Collected data entries
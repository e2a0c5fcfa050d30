//! Boundaries to the data source, the factor source and the result sink.
//!
//! The pipeline only sees these traits; reading spreadsheets or rendering
//! tables lives in the implementations.

use crate::core::Dataset;
use crate::error::Result;
use crate::factors::FactorRecord;
use crate::pipeline::PipelineOutput;

/// Supplies aligned series and their time index.
pub trait ObservationSource {
    fn load(&self) -> Result<Dataset>;
}

/// Supplies adjustment factor records with kinds already resolved.
pub trait FactorSource {
    fn factors(&self) -> Result<Vec<FactorRecord>>;
}

/// Receives the computed results of a run.
pub trait ForecastSink {
    fn accept(&mut self, output: &PipelineOutput) -> Result<()>;
}

impl ObservationSource for Dataset {
    fn load(&self) -> Result<Dataset> {
        Ok(self.clone())
    }
}

impl FactorSource for [FactorRecord] {
    fn factors(&self) -> Result<Vec<FactorRecord>> {
        Ok(self.to_vec())
    }
}

impl FactorSource for Vec<FactorRecord> {
    fn factors(&self) -> Result<Vec<FactorRecord>> {
        Ok(self.clone())
    }
}

/// Factor source with no factors.
#[derive(Debug, Clone, Copy, Default)]
pub struct NoFactors;

impl FactorSource for NoFactors {
    fn factors(&self) -> Result<Vec<FactorRecord>> {
        Ok(Vec::new())
    }
}

/// Sink that keeps the most recent output in memory.
#[derive(Debug, Clone, Default)]
pub struct MemorySink {
    last: Option<PipelineOutput>,
    runs: usize,
}

impl MemorySink {
    pub fn new() -> Self {
        Self::default()
    }

    pub fn output(&self) -> Option<&PipelineOutput> {
        self.last.as_ref()
    }

    /// Number of outputs accepted so far.
    pub fn runs(&self) -> usize {
        self.runs
    }
}

impl ForecastSink for MemorySink {
    fn accept(&mut self, output: &PipelineOutput) -> Result<()> {
        self.last = Some(output.clone());
        self.runs += 1;
        Ok(())
    }
}
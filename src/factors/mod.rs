//! Externally supplied adjustment factors.
//!
//! Factors are monthly multiplicative coefficients or additive amounts,
//! matched to series by normalized label and applied in their given order
//! after the trend forecast has been reseasonalized.

mod compose;
mod record;

pub use compose::{compose, compose_with, Composition};
pub use record::{
    associate_factors, load_factor_records, normalize_label, FactorKind, FactorRecord, RawFactor,
};
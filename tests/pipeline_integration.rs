//! End-to-end tests of the forecasting pipeline.

use approx::assert_relative_eq;
use trendcast::prelude::*;
use trendcast::models::RegressionAxis;

fn monthly_dataset(labels: &[&str], columns: Vec<Vec<Observation>>) -> Dataset {
    let n = columns.first().map(Vec::len).unwrap_or(0);
    let index = TimeIndex::monthly(2022, 1, n).unwrap();
    let series = labels
        .iter()
        .zip(columns)
        .enumerate()
        .map(|(i, (label, values))| Series::new(i, *label, values))
        .collect();
    Dataset::new(index, series).unwrap()
}

#[test]
fn multiplicative_then_additive_factor_on_flat_base() {
    let data = monthly_dataset(&["North"], vec![vec![Some(100.0); 24]]);
    let factors = vec![
        FactorRecord::new("north", FactorKind::Multiplicative, vec![Some(1.10); 12]),
        FactorRecord::new(" NORTH ", FactorKind::Additive, vec![Some(5.0); 12]),
    ];
    let output = Pipeline::new(PipelineConfig::default())
        .unwrap()
        .run(&data, &factors)
        .unwrap();

    let north = output.get("North").unwrap();
    assert_relative_eq!(north.trend.slope, 0.0, epsilon = 1e-12);
    assert_relative_eq!(north.trend.intercept, 100.0, epsilon = 1e-9);
    for month in 1..=12 {
        assert_relative_eq!(north.reseasonalized[month - 1], 100.0);
        assert_relative_eq!(north.final_for_month(month as u32).unwrap(), 115.0);
    }
}

#[test]
fn all_gap_month_is_gap_and_neutral() {
    let values: Vec<Observation> = (0..36)
        .map(|i| if i % 12 == 2 { None } else { Some(50.0 + (i % 12) as f64) })
        .collect();
    let data = monthly_dataset(&["North"], vec![values]);
    let output = Pipeline::new(PipelineConfig::default())
        .unwrap()
        .run(&data, &[])
        .unwrap();

    let north = &output.series[0];
    for i in (2..36).step_by(12) {
        assert_eq!(north.smoothed[i], None);
        assert_eq!(north.deseasonalized[i], None);
    }
    assert_relative_eq!(north.indices.unnormalized(3).unwrap(), 1.0);
    assert_relative_eq!(north.indices.sum(), 12.0, epsilon = 1e-3);
}

#[test]
fn series_are_independent() {
    let a: Vec<Observation> = (0..30).map(|i| Some(10.0 + i as f64)).collect();
    let b: Vec<Observation> = (0..30).map(|i| Some(500.0 - 3.0 * i as f64)).collect();

    let pipeline = Pipeline::new(PipelineConfig::default()).unwrap();
    let together = pipeline
        .run(&monthly_dataset(&["A", "B"], vec![a.clone(), b]), &[])
        .unwrap();
    let alone = pipeline.run(&monthly_dataset(&["A"], vec![a]), &[]).unwrap();

    assert_eq!(together.series[0], alone.series[0]);
}

#[test]
fn rows_without_period_are_skipped_before_forecasting() {
    let mut builder = Dataset::builder().first_column(7).labels(["North"]);
    for i in 0..24u32 {
        builder = builder.row(SourceRow::new(
            Some(2022 + (i / 12) as i32),
            Some(i % 12 + 1),
            vec![Some(100.0 + i as f64)],
        ));
    }
    let data = builder
        .row(SourceRow::new(None, None, vec![Some(1e9)]))
        .build()
        .unwrap();

    let output = Pipeline::new(PipelineConfig::default())
        .unwrap()
        .run(&data, &[])
        .unwrap();
    assert_eq!(output.index.len(), 24);
    assert_eq!(output.anchor_year, 2024);
    assert!(output.series[0].final_forecast.iter().all(|v| *v < 200.0));
}

#[test]
fn no_periods_is_a_configuration_error() {
    let data = Dataset::builder()
        .labels(["North"])
        .row(SourceRow::new(None, Some(1), vec![Some(1.0)]))
        .build()
        .unwrap();
    let err = Pipeline::new(PipelineConfig::default())
        .unwrap()
        .run(&data, &[])
        .unwrap_err();
    assert_eq!(err, ForecastError::EmptyData);
}

#[test]
fn unanchorable_year_fails_the_run() {
    let index = TimeIndex::new(vec![Period::new(i32::MAX, 1).unwrap()]);
    let data = Dataset::new(index, vec![Series::new(0, "North", vec![Some(1.0)])]).unwrap();
    let err = Pipeline::new(PipelineConfig::default())
        .unwrap()
        .run(&data, &[])
        .unwrap_err();
    assert!(matches!(err, ForecastError::AnchorYear(_)));
}

#[test]
fn single_valid_point_gives_zero_trend() {
    let mut values = vec![None; 18];
    values[4] = Some(42.0);
    let data = monthly_dataset(&["Sparse"], vec![values]);
    let output = Pipeline::new(PipelineConfig::default())
        .unwrap()
        .run(&data, &[])
        .unwrap();
    let sparse = &output.series[0];
    assert!(sparse.trend.is_degenerate());
    assert_eq!(sparse.trend_coefficients(), (0.0, 0.0));
    assert!(sparse.final_forecast.iter().all(|v| *v == 0.0));
}

#[test]
fn regression_axis_changes_gapped_fit() {
    let values: Vec<Observation> = (0..24)
        .map(|i| if i % 3 == 1 { None } else { Some(100.0 + 2.0 * i as f64) })
        .collect();
    let data = monthly_dataset(&["Gappy"], vec![values]);

    let compacted = Pipeline::new(PipelineConfig::default().with_half_width(0))
        .unwrap()
        .run(&data, &[])
        .unwrap();
    let by_period = Pipeline::new(
        PipelineConfig::default()
            .with_half_width(0)
            .with_regression_axis(RegressionAxis::PeriodNumber),
    )
    .unwrap()
    .run(&data, &[])
    .unwrap();

    assert!(compacted.series[0].trend.slope > by_period.series[0].trend.slope);
}

#[test]
fn full_precision_differs_only_slightly_from_chained() {
    let values: Vec<Observation> = (0..36)
        .map(|i| Some(100.0 + i as f64 / 3.0 + 7.0 * ((i % 12) as f64).sin()))
        .collect();
    let data = monthly_dataset(&["North"], vec![values]);

    let chained = Pipeline::new(PipelineConfig::default())
        .unwrap()
        .run(&data, &[])
        .unwrap();
    let full = Pipeline::new(PipelineConfig::default().with_rounding(RoundingPolicy::FullPrecision))
        .unwrap()
        .run(&data, &[])
        .unwrap();

    for (a, b) in chained.series[0]
        .final_forecast
        .iter()
        .zip(&full.series[0].final_forecast)
    {
        assert!((a - b).abs() < 0.5, "{} vs {}", a, b);
    }
}

#[test]
fn config_file_drives_the_run() {
    let config = PipelineConfig::from_json(
        r#"{ "half_width": 1, "smoothing": "trailing_cumulative", "anchor_year": 2031, "parallel": false }"#,
    )
    .unwrap();
    let data = monthly_dataset(&["North"], vec![(0..12).map(|i| Some(i as f64)).collect()]);
    let output = Pipeline::new(config).unwrap().run(&data, &[]).unwrap();
    assert_eq!(output.anchor_year, 2031);
    assert_eq!(output.forecast_periods[0].to_string(), "2031-01");
    assert_eq!(output.series[0].smoothed[3], Some(1.5));
}
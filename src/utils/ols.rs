//! Ordinary Least Squares (OLS) fit of a straight line.
//!
//! Used by the trend stage to fit `y = intercept + slope * x`.

use crate::error::{ForecastError, Result};

/// Straight-line OLS coefficients.
#[derive(Debug, Clone, Copy, PartialEq)]
pub struct SimpleOlsResult {
    /// Intercept term.
    pub intercept: f64,
    /// Slope of the fitted line.
    pub slope: f64,
    /// Coefficient of determination.
    pub r_squared: f64,
}

impl SimpleOlsResult {
    /// Value of the fitted line at `x`.
    pub fn predict(&self, x: f64) -> f64 {
        self.intercept + self.slope * x
    }
}

/// Fit `y = intercept + slope * x` minimizing squared residuals.
///
/// Requires at least two points. Identical `x` values give a flat line
/// through the mean of `y`.
pub fn simple_ols(x: &[f64], y: &[f64]) -> Result<SimpleOlsResult> {
    if x.len() != y.len() {
        return Err(ForecastError::DimensionMismatch {
            expected: x.len(),
            got: y.len(),
        });
    }
    if x.len() < 2 {
        return Err(ForecastError::InsufficientData {
            needed: 2,
            got: x.len(),
        });
    }

    let n = x.len() as f64;
    let mean_x = x.iter().sum::<f64>() / n;
    let mean_y = y.iter().sum::<f64>() / n;

    // Centered sums keep the normal equations well conditioned for large x.
    let ss_xx: f64 = x.iter().map(|&xi| (xi - mean_x).powi(2)).sum();
    let ss_xy: f64 = x
        .iter()
        .zip(y.iter())
        .map(|(&xi, &yi)| (xi - mean_x) * (yi - mean_y))
        .sum();

    if ss_xx.abs() < 1e-10 {
        return Ok(SimpleOlsResult {
            intercept: mean_y,
            slope: 0.0,
            r_squared: 0.0,
        });
    }

    let slope = ss_xy / ss_xx;
    let intercept = mean_y - slope * mean_x;

    let ss_yy: f64 = y.iter().map(|&yi| (yi - mean_y).powi(2)).sum();
    let ss_res: f64 = x
        .iter()
        .zip(y.iter())
        .map(|(&xi, &yi)| (yi - (intercept + slope * xi)).powi(2))
        .sum();

    let r_squared = if ss_yy.abs() < 1e-10 {
        1.0
    } else {
        1.0 - ss_res / ss_yy
    };

    Ok(SimpleOlsResult {
        intercept,
        slope,
        r_squared,
    })
}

→ Your assignment: Show each line of the records above containing "trendcast".

→ Output for this exercise:
use trendcast::prelude::*;
use trendcast::models::RegressionAxis;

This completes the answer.